*** Begin section ***

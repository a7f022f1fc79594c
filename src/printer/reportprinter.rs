// src/printer/reportprinter.rs

//! Implements a [`ReportPrinter`] for writing a report to the terminal.

use std::io::Write; // for `StandardStream.flush`

use crate::common::ReportLines;
use crate::data::report::line_is_title;
#[allow(unused_imports)]
use crate::debug::printers::de_wrn;
use crate::error::Result;

#[allow(unused_imports)]
use ::si_trace_print::{defn, defo, defx, defñ};
#[doc(hidden)]
pub use ::termcolor::{Color, ColorChoice, ColorSpec, StandardStream, WriteColor};

/// [`Color`] for printing section title lines.
///
/// [`Color`]: https://docs.rs/termcolor/1.4.1/termcolor/enum.Color.html
pub const COLOR_TITLE: Color = Color::Yellow;

/// Return the local hostname for the report header.
fn hostname() -> String {
    match nix::unistd::gethostname() {
        Ok(name) => name.to_string_lossy().into_owned(),
        Err(_err) => {
            de_wrn!("gethostname failed: {}", _err);
            String::from("unknown")
        }
    }
}

/// Render the full report body: `header` line, blank line, then every
/// report line newline-terminated.
pub fn render_body(
    header: &str,
    lines: &ReportLines,
) -> String {
    let mut body = String::with_capacity(header.len() + 2 + lines.len() * 40);
    body.push_str(header);
    body.push_str("\n\n");
    for line in lines.iter() {
        body.push_str(line);
        body.push('\n');
    }

    body
}

/// Writes a combined report to STDOUT.
///
/// The `Host: <hostname>` header is computed once at construction.
/// Printing always happens regardless of whether mailing is attempted and
/// has no failure mode beyond STDOUT write errors.
pub struct ReportPrinter {
    /// `Host: <hostname>` header line
    header: String,
    color_choice: ColorChoice,
}

impl ReportPrinter {
    pub fn new(color_choice: ColorChoice) -> ReportPrinter {
        defñ!("({:?})", color_choice);

        ReportPrinter {
            header: format!("Host: {}", hostname()),
            color_choice,
        }
    }

    /// The `Host: <hostname>` header line (no trailing newline).
    pub fn header(&self) -> &str {
        &self.header
    }

    /// Write the header and every report line to STDOUT. Section title
    /// lines are highlighted when color is enabled.
    pub fn print_report(
        &self,
        lines: &ReportLines,
    ) -> Result<()> {
        defn!("{} lines", lines.len());
        let mut stdout = StandardStream::stdout(self.color_choice);
        writeln!(stdout, "{}", self.header)?;
        writeln!(stdout)?;
        for line in lines.iter() {
            if line_is_title(line) {
                stdout.set_color(ColorSpec::new().set_fg(Some(COLOR_TITLE)))?;
                writeln!(stdout, "{}", line)?;
                stdout.reset()?;
            } else {
                writeln!(stdout, "{}", line)?;
            }
        }
        stdout.flush()?;
        defx!();

        Ok(())
    }
}
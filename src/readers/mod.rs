// src/readers/mod.rs

//! "Readers" for _sshalib_.
//!
//! * An [`AuthLogReader`] reads an authentication log and derives
//!   [`ReportSection`]s of ssh activity.
//! * A [`ScanSummary`] accumulates statistics about the scans.
//!
//! _These are not rust "Readers"; these structs do not implement the trait
//! [`Read`]. These are "readers" in an informal sense._
//!
//! [`Read`]: std::io::Read
//! [`AuthLogReader`]: crate::readers::authlogreader::AuthLogReader
//! [`ReportSection`]: crate::data::report::ReportSection
//! [`ScanSummary`]: crate::readers::summary::ScanSummary

pub mod authlogreader;
pub mod summary;
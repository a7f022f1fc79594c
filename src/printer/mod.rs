// src/printer/mod.rs

//! Printing and delivery of ssh activity reports.
//!
//! * A [`ReportPrinter`] writes the combined report to STDOUT.
//! * A [`ReportMailer`] submits the same report to an SMTP relay.
//!
//! [`ReportPrinter`]: crate::printer::reportprinter::ReportPrinter
//! [`ReportMailer`]: crate::printer::mailer::ReportMailer

pub mod mailer;
pub mod reportprinter;
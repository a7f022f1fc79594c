// src/tests/entry_tests.rs

//! tests for `src/data/entry.rs` functions

use crate::data::entry::{
    failed_entry,
    line_is_failed,
    line_is_successful,
    successful_entry,
};
use crate::error::Error;

use ::test_case::test_case;

// ━━━━━━━━━━━━━━━━━━━━━━━━━━━━━━━━━━━━━━━━━━━━━━━━━━━━━━━━━━━━━━━━━━━━━━━━━━━━━━━━━━━━━━━━━━━━━━━━━

#[test_case("Disconnected from authenticating user root 10.0.0.5 port 52222 [preauth]", true; "user and preauth")]
#[test_case("Connection from 10.0.0.5 closed [preauth]", false; "preauth without user")]
#[test_case("session opened for user root by (uid=0)", false; "user without preauth")]
#[test_case("Accepted password for admin from 10.0.0.1 port 22 ssh2", false; "accepted line")]
#[test_case("", false; "empty line")]
fn test_line_is_failed(
    line: &str,
    expected: bool,
) {
    assert_eq!(line_is_failed(line), expected);
}

#[test_case("Accepted password for admin from 10.0.0.1 port 22 ssh2", true; "accepted password")]
#[test_case("Accepted publickey for deploy from 10.0.0.7 port 22 ssh2", true; "accepted publickey")]
#[test_case("accepted password for admin", false; "marker is case sensitive")]
#[test_case("Failed password for root from 10.0.0.5 port 52222 ssh2", false; "failed line")]
#[test_case("", false; "empty line")]
fn test_line_is_successful(
    line: &str,
    expected: bool,
) {
    assert_eq!(line_is_successful(line), expected);
}

// extraction is positional; tokens 0, 7, 8 for failed lines

#[test_case(
    "t0 t1 t2 t3 t4 t5 t6 t7 t8",
    "t0 t7 t8";
    "nine tokens"
)]
#[test_case(
    "t0 t1 t2 t3 t4 t5 t6 t7 t8 t9 t10",
    "t0 t7 t8";
    "trailing tokens ignored"
)]
#[test_case(
    "t0  t1\tt2 t3  t4 t5 t6 t7 t8",
    "t0 t7 t8";
    "whitespace runs collapse"
)]
#[test_case(
    "2026-01-07T11:48:14 myhost sshd[101]: Disconnected from authenticating user root 10.0.0.5 port 52222 [preauth]",
    "2026-01-07T11:48:14 root 10.0.0.5";
    "iso timestamp preauth disconnect"
)]
fn test_failed_entry(
    line: &str,
    expected: &str,
) {
    assert_eq!(failed_entry(line).unwrap(), expected);
}

// extraction is positional; tokens 0, 6, 8 for accepted lines

#[test_case(
    "t0 t1 t2 t3 t4 t5 t6 t7 t8",
    "t0 t6 t8";
    "nine tokens"
)]
#[test_case(
    "2026-01-07T11:48:10 myhost sshd[100]: Accepted password for admin from 10.0.0.1 port 22 ssh2",
    "2026-01-07T11:48:10 admin 10.0.0.1";
    "iso timestamp accepted password"
)]
#[test_case(
    "Jan 1 00:00:02 host sshd[2]: Accepted password for admin from 10.0.0.1 port 22 ssh2",
    "Jan password admin";
    "syslog timestamp shifts the fields"
)]
fn test_successful_entry(
    line: &str,
    expected: &str,
) {
    assert_eq!(successful_entry(line).unwrap(), expected);
}

// a qualifying line lacking the expected positions is a typed error

#[test_case("user preauth", 7; "two tokens")]
#[test_case("t0 t1 t2 t3 t4 t5 t6 t7", 8; "token 7 present token 8 missing")]
#[test_case("", 0; "empty line")]
fn test_failed_entry_malformed(
    line: &str,
    expected_token: usize,
) {
    match failed_entry(line) {
        Err(Error::MalformedLine { token, .. }) => assert_eq!(token, expected_token),
        result => panic!("expected Err(MalformedLine) got {:?}", result),
    }
}

#[test_case("Accepted", 6; "one token")]
#[test_case("t0 t1 t2 t3 t4 t5 t6 t7", 8; "token 6 present token 8 missing")]
fn test_successful_entry_malformed(
    line: &str,
    expected_token: usize,
) {
    match successful_entry(line) {
        Err(Error::MalformedLine { token, .. }) => assert_eq!(token, expected_token),
        result => panic!("expected Err(MalformedLine) got {:?}", result),
    }
}
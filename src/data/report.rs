// src/data/report.rs

//! Implements a [`ReportSection`] and the combined report rendering.

use crate::common::{Count, ReportLine, ReportLines};

use ::more_asserts::debug_assert_ge;

/// title of the failed ssh attempts section
pub const TITLE_FAILED: &str = "Failed ssh attempts:";
/// title of the successful ssh logins section
pub const TITLE_SUCCESSFUL: &str = "Successful ssh logins:";

/// separator line character under a section title
const SEPARATOR_CHAR: &str = "-";

/// One titled section of an ssh activity report; an ordered, append-only
/// sequence of report entries.
///
/// Rendering with [`lines`] yields the title line, a separator line of
/// dashes whose length equals the title's character length, the entries in
/// insertion order, and one trailing empty line used as a visual separator
/// when sections are concatenated.
///
/// [`lines`]: ReportSection::lines
#[derive(Clone, Debug, Eq, PartialEq)]
pub struct ReportSection {
    title: &'static str,
    entries: ReportLines,
}

impl ReportSection {
    pub fn new(title: &'static str) -> ReportSection {
        ReportSection {
            title,
            entries: ReportLines::new(),
        }
    }

    pub fn title(&self) -> &'static str {
        self.title
    }

    /// Append one report entry.
    pub fn push(
        &mut self,
        entry: ReportLine,
    ) {
        self.entries.push(entry);
    }

    /// Count of entries (framing lines not included).
    pub fn count(&self) -> Count {
        self.entries.len() as Count
    }

    /// Render the section: title, separator, entries, one empty line.
    ///
    /// A section with zero entries still renders its three framing lines.
    pub fn lines(&self) -> ReportLines {
        let mut lines = ReportLines::with_capacity(self.entries.len() + 3);
        lines.push(ReportLine::from(self.title));
        lines.push(SEPARATOR_CHAR.repeat(self.title.chars().count()));
        lines.extend(self.entries.iter().cloned());
        lines.push(ReportLine::new());
        debug_assert_ge!(lines.len(), 3);

        lines
    }
}

/// Concatenate the rendered `failed` section followed immediately by the
/// rendered `successful` section, no reordering.
pub fn combine(
    failed: &ReportSection,
    successful: &ReportSection,
) -> ReportLines {
    let mut lines = failed.lines();
    lines.extend(successful.lines());

    lines
}

/// Is `line` a section title line? Used by the printer for highlighting.
pub fn line_is_title(line: &str) -> bool {
    line == TITLE_FAILED || line == TITLE_SUCCESSFUL
}
// src/debug/helpers.rs

//! Miscellaneous helper functions for debug printing and testing.

use crate::common::FPath;

use std::io::Write; // for `NamedTempFile.write_all`

use ::lazy_static::lazy_static;
#[doc(hidden)]
pub use ::tempfile::NamedTempFile;

// ━━━━━━━━━━━━━━━━━━━━━━━━━━━━━━━━━━━━━━━━━━━━━━━━━━━━━━━━━━━━━━━━━━━━━━━━━━━━━━━━━━━━━━━━━━━━━━━━━
// temporary file helper functions
// ━━━━━━━━━━━━━━━━━━━━━━━━━━━━━━━━━━━━━━━━━━━━━━━━━━━━━━━━━━━━━━━━━━━━━━━━━━━━━━━━━━━━━━━━━━━━━━━━━

/// NamedTempFile instances default to this file name prefix.
///
/// A known prefix eases deleting temporary files remaining after testing.
/// See <https://github.com/Stebalien/tempfile/issues/183>.
pub const STR_TEMPFILE_PREFIX: &str = "tmp-ssha-test-";

lazy_static! {
    pub static ref STRING_TEMPFILE_PREFIX: String = String::from(STR_TEMPFILE_PREFIX);
}

/// Small helper function for copying `NamedTempFile` path to a `FPath`.
pub fn ntf_fpath(ntf: &NamedTempFile) -> FPath {
    FPath::from(ntf.path().to_str().unwrap())
}

/// Testing helper function to write a `str` to a temporary file.
///
/// BUG: `NamedTempFile` created within `lazy_static` will fail to remove
///      itself <https://github.com/Stebalien/tempfile/issues/183>.
pub fn create_temp_file(data: &str) -> NamedTempFile {
    let mut ntf = match tempfile::Builder::new()
        // use known prefix for easier cleanup
        .prefix::<str>(&STRING_TEMPFILE_PREFIX)
        .tempfile()
    {
        Ok(val) => val,
        Err(err) => {
            panic!("NamedTempFile::new() return Err {}", err);
        }
    };
    match ntf.write_all(data.as_bytes()) {
        Ok(_) => {}
        Err(err) => {
            panic!("NamedTempFile::write_all() return Err {}", err);
        }
    }

    ntf
}
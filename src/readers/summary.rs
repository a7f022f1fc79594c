// src/readers/summary.rs

//! Implements a `ScanSummary` statistics tracking struct.

use crate::common::Count;

use std::fmt;

/// Accumulated statistics about [`AuthLogReader`] scans of one
/// authentication log.
///
/// For CLI option `--summary`.
///
/// [`AuthLogReader`]: crate::readers::authlogreader::AuthLogReader
#[derive(Clone, Copy, Debug, Default, Eq, PartialEq)]
pub struct ScanSummary {
    /// lines read from the log, accumulated across scans; the log is
    /// reread once per `find_*` call so each line counts once per scan
    pub count_lines: Count,
    /// lines that became failed-attempt report entries
    pub count_failed: Count,
    /// lines that became successful-login report entries
    pub count_successful: Count,
}

impl fmt::Display for ScanSummary {
    fn fmt(
        &self,
        f: &mut fmt::Formatter,
    ) -> fmt::Result {
        write!(
            f,
            "lines read {}, failed ssh attempts {}, successful ssh logins {}",
            self.count_lines, self.count_failed, self.count_successful,
        )
    }
}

*** End section ***

-- Task brief --
Only the lines that hold the word "unwrap" are wanted; each should be pulled from the records.

-- Exercise answer --
    assert_eq!(failed_entry(line).unwrap(), expected);
    assert_eq!(successful_entry(line).unwrap(), expected);
    FPath::from(ntf.path().to_str().unwrap())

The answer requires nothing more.